*Saved data entries*:

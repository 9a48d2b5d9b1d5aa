use crate::board::Violation;
use actix_web::HttpResponse;
use actix_web::http::StatusCode;
use serde_json::json;
use std::fmt::Display;
use std::fmt::Formatter;
use std::fmt::Result;

/// The request-facing error taxonomy. Every variant maps to one HTTP
/// status and one stable `code` string in the error envelope.
#[derive(Debug)]
pub enum ApiError {
    BadRequest(String),
    NotFound(String),
    Unprocessable(Violation),
    RateLimited,
    Forbidden(String),
    Internal(String),
}

impl ApiError {
    pub fn code(&self) -> &'static str {
        match self {
            ApiError::BadRequest(_) => "bad-request",
            ApiError::NotFound(_) => "not-found",
            ApiError::Unprocessable(_) => "unprocessable",
            ApiError::RateLimited => "rate-limited",
            ApiError::Forbidden(_) => "forbidden",
            ApiError::Internal(_) => "internal",
        }
    }

    /// What the client sees. Internal detail stays in the logs when
    /// running in production.
    fn public(&self) -> String {
        match self {
            ApiError::Internal(detail) if crate::config::production() => {
                log::error!("internal error: {}", detail);
                "internal server error".into()
            }
            ApiError::Internal(detail) => {
                log::error!("internal error: {}", detail);
                detail.clone()
            }
            other => other.to_string(),
        }
    }
}

impl Display for ApiError {
    fn fmt(&self, f: &mut Formatter) -> Result {
        match self {
            ApiError::BadRequest(reason) => write!(f, "{}", reason),
            ApiError::NotFound(what) => write!(f, "{} not found", what),
            ApiError::Unprocessable(violation) => write!(f, "{}", violation),
            ApiError::RateLimited => write!(f, "too many requests"),
            ApiError::Forbidden(reason) => write!(f, "{}", reason),
            ApiError::Internal(detail) => write!(f, "{}", detail),
        }
    }
}

impl From<Violation> for ApiError {
    fn from(violation: Violation) -> Self {
        ApiError::Unprocessable(violation)
    }
}

impl From<anyhow::Error> for ApiError {
    fn from(e: anyhow::Error) -> Self {
        ApiError::Internal(format!("{:#}", e))
    }
}

impl actix_web::ResponseError for ApiError {
    fn status_code(&self) -> StatusCode {
        match self {
            ApiError::BadRequest(_) => StatusCode::BAD_REQUEST,
            ApiError::NotFound(_) => StatusCode::NOT_FOUND,
            ApiError::Unprocessable(_) => StatusCode::UNPROCESSABLE_ENTITY,
            ApiError::RateLimited => StatusCode::TOO_MANY_REQUESTS,
            ApiError::Forbidden(_) => StatusCode::FORBIDDEN,
            ApiError::Internal(_) => StatusCode::INTERNAL_SERVER_ERROR,
        }
    }

    fn error_response(&self) -> HttpResponse {
        HttpResponse::build(self.status_code()).json(json!({
            "success": false,
            "error": self.public(),
            "code": self.code(),
            "timestamp": crate::now_ms(),
        }))
    }
}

*Assignment*: Each line of the records with the word "reason" in it is to be copied.

*Finished task*:
            ApiError::BadRequest(reason) => write!(f, "{}", reason),
            ApiError::Forbidden(reason) => write!(f, "{}", reason),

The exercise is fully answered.